BEGIN

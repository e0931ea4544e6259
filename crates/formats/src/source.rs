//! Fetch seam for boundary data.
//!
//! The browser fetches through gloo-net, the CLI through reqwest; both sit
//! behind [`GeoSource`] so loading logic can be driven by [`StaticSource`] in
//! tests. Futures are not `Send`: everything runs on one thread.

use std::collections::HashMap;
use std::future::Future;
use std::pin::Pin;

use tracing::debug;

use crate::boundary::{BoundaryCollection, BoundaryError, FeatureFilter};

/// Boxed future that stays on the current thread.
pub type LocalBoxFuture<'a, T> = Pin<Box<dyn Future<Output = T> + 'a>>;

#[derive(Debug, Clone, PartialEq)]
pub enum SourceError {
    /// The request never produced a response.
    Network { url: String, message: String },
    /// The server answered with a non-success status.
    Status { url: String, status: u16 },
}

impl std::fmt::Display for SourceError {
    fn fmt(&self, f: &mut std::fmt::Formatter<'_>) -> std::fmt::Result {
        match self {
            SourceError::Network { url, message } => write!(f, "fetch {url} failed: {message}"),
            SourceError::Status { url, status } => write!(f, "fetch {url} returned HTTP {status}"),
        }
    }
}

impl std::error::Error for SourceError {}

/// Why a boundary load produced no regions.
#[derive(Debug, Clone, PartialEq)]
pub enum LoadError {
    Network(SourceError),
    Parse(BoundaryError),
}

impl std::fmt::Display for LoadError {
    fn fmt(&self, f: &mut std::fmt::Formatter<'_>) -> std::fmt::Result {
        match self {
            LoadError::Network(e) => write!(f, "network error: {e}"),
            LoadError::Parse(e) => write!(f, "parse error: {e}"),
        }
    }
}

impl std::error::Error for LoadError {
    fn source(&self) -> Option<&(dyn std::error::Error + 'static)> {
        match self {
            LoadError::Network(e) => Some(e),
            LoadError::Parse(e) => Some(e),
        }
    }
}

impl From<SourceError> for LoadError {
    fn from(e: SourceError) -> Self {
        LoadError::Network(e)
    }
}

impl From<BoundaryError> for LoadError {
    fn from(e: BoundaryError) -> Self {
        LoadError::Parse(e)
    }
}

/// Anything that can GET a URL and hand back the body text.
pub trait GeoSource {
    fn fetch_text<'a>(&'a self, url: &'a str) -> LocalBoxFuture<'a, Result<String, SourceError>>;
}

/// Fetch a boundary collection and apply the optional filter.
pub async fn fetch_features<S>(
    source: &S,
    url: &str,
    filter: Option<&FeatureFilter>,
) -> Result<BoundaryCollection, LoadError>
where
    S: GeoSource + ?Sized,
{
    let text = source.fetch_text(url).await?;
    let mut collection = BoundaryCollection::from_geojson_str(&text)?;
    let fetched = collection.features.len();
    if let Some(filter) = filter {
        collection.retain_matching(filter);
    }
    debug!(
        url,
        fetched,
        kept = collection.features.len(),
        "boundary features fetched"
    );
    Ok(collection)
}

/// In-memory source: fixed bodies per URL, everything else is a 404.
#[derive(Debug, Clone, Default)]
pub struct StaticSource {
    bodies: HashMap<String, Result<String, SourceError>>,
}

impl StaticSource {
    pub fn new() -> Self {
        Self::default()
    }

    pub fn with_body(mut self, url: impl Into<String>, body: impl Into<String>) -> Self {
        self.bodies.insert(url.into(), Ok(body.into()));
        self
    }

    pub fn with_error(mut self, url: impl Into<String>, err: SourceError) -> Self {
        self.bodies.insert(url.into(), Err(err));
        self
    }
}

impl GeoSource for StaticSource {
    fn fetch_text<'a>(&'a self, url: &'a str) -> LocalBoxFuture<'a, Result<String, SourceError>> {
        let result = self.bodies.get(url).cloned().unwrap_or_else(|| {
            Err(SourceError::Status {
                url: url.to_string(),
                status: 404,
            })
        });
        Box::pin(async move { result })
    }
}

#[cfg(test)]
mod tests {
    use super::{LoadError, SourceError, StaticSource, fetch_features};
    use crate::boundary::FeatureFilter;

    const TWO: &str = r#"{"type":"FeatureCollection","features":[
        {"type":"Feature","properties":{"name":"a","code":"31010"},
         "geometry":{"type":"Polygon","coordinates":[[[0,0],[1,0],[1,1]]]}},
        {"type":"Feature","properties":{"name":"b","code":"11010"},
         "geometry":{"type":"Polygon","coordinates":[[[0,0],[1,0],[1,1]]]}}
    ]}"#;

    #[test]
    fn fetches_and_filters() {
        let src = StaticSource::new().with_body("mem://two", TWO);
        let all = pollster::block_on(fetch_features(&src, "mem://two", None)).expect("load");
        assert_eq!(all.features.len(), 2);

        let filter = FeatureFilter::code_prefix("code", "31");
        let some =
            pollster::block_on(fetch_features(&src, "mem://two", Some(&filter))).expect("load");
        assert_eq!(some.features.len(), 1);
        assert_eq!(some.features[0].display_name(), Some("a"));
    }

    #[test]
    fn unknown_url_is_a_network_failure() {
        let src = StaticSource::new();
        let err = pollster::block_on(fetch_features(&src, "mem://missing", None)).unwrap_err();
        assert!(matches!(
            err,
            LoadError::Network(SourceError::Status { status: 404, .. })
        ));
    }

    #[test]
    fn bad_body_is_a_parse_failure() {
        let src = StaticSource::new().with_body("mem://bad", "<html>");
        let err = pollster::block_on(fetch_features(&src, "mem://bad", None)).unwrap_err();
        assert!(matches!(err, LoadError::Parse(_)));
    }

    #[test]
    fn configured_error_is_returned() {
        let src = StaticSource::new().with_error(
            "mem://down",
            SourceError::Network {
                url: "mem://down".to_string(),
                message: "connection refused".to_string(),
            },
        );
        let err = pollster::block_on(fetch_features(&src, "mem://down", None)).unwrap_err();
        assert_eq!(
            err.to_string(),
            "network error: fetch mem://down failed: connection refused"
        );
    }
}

END

All lines from the beginning of the listing through the one with "produced a response." are to be restated word for word, and only those.

repository e0931ea4544e6259
filename crates/formats/src/source.rs
//! Fetch seam for boundary data.
//!
//! The browser fetches through gloo-net, the CLI through reqwest; both sit
//! behind [`GeoSource`] so loading logic can be driven by [`StaticSource`] in
//! tests. Futures are not `Send`: everything runs on one thread.

use std::collections::HashMap;
use std::future::Future;
use std::pin::Pin;

use tracing::debug;

use crate::boundary::{BoundaryCollection, BoundaryError, FeatureFilter};

/// Boxed future that stays on the current thread.
pub type LocalBoxFuture<'a, T> = Pin<Box<dyn Future<Output = T> + 'a>>;

#[derive(Debug, Clone, PartialEq)]
pub enum SourceError {
    /// The request never produced a response.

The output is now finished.